§ Instructions to follow
Report every line of the records that contains the word "queue".

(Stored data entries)
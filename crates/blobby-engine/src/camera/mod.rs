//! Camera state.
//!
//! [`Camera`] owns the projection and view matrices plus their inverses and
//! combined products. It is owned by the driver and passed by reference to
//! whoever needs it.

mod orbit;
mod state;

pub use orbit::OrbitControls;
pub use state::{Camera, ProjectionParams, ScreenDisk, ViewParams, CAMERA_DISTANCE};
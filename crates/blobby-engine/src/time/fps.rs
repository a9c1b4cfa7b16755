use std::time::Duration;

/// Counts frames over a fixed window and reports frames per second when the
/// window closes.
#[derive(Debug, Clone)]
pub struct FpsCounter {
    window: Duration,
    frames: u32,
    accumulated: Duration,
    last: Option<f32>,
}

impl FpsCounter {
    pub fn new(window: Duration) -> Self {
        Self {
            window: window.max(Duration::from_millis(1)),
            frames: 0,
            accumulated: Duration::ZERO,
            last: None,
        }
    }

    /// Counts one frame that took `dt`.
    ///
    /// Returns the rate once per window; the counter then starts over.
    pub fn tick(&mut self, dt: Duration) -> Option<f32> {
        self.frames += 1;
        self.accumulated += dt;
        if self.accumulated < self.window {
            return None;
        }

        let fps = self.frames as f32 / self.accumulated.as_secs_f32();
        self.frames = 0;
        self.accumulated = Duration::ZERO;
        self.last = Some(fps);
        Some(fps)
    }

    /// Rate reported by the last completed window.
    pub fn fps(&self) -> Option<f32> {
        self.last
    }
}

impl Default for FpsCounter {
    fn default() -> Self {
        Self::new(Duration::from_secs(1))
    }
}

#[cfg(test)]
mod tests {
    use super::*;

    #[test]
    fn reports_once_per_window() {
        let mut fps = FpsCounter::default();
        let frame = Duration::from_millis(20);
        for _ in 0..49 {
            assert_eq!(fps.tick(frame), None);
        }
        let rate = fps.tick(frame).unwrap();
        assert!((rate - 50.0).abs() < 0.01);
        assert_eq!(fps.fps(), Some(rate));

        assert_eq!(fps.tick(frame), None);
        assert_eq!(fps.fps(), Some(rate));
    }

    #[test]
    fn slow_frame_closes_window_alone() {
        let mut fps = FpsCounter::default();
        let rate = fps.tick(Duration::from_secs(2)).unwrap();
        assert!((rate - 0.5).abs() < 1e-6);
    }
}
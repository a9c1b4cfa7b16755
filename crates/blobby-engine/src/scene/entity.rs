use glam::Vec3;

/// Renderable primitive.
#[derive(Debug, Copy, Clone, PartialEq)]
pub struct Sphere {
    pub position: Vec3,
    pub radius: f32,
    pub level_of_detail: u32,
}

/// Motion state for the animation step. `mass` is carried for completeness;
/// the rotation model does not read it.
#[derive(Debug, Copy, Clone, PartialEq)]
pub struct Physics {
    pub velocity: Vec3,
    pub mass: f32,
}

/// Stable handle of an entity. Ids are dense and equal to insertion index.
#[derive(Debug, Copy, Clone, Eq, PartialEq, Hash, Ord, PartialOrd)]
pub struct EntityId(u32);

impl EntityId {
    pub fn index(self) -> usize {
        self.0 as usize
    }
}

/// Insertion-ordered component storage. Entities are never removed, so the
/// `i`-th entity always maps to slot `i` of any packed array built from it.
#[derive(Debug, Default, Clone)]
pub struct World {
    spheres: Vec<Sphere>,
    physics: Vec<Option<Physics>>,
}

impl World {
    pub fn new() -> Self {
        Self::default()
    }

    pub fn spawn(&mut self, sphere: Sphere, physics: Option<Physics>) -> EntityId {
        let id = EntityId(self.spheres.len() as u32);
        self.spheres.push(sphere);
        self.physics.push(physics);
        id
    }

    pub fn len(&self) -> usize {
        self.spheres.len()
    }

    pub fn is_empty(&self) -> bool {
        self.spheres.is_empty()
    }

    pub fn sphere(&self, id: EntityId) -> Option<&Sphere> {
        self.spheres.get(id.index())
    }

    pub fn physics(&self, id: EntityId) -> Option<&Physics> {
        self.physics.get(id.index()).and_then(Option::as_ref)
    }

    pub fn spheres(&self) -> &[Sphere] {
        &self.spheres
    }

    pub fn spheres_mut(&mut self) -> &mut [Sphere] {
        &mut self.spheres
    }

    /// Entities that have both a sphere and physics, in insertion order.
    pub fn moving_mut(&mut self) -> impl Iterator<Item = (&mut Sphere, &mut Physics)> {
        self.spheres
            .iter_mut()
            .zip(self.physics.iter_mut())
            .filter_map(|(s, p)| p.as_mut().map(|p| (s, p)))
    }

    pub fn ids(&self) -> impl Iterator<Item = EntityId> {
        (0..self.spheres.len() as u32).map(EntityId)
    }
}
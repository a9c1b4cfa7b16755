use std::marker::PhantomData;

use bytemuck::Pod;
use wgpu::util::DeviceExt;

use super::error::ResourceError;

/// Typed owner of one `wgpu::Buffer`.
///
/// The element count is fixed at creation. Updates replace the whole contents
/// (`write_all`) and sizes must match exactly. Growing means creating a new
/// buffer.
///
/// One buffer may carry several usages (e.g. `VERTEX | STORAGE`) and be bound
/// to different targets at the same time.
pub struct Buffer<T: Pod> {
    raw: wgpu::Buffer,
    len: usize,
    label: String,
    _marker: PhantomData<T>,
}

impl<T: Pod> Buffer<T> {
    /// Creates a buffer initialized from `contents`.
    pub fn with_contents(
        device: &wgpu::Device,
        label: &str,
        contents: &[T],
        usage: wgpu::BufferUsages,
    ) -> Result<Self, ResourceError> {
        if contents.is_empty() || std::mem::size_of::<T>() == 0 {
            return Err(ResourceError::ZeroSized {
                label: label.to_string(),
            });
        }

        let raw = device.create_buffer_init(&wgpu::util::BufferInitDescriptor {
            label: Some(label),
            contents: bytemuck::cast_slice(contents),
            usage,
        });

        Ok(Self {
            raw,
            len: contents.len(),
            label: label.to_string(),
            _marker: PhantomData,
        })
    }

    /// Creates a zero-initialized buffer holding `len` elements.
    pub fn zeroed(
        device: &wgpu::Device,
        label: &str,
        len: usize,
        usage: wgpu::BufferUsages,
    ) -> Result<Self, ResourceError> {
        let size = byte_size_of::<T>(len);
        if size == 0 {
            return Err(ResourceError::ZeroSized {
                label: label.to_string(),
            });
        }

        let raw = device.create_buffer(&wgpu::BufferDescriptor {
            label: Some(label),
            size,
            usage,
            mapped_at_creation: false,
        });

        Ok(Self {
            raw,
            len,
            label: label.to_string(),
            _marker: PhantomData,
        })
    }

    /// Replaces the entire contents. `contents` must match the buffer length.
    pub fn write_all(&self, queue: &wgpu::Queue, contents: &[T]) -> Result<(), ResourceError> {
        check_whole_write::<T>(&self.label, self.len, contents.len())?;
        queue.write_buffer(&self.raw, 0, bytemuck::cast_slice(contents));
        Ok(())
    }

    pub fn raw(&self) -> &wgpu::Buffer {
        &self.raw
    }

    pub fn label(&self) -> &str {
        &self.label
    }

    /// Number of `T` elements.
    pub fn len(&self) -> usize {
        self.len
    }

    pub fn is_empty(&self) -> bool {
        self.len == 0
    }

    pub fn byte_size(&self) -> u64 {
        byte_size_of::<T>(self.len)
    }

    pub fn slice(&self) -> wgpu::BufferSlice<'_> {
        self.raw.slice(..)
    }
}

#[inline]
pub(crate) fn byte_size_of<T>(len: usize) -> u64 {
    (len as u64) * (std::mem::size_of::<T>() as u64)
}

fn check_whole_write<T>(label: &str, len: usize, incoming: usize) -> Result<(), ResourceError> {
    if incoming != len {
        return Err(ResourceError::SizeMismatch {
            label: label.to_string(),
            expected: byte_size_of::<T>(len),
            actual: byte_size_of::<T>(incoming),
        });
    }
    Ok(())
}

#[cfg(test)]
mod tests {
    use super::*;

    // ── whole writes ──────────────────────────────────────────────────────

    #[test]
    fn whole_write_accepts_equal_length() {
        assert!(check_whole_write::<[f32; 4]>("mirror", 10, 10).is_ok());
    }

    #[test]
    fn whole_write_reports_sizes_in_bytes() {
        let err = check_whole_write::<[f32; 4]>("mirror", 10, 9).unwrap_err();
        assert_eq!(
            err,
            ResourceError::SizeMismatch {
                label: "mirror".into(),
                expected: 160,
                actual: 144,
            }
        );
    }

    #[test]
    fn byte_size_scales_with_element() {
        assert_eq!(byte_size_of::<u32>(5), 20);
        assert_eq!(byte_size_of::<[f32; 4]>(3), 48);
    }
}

§ Reply
    pub fn write_all(&self, queue: &wgpu::Queue, contents: &[T]) -> Result<(), ResourceError> {
        queue.write_buffer(&self.raw, 0, bytemuck::cast_slice(contents));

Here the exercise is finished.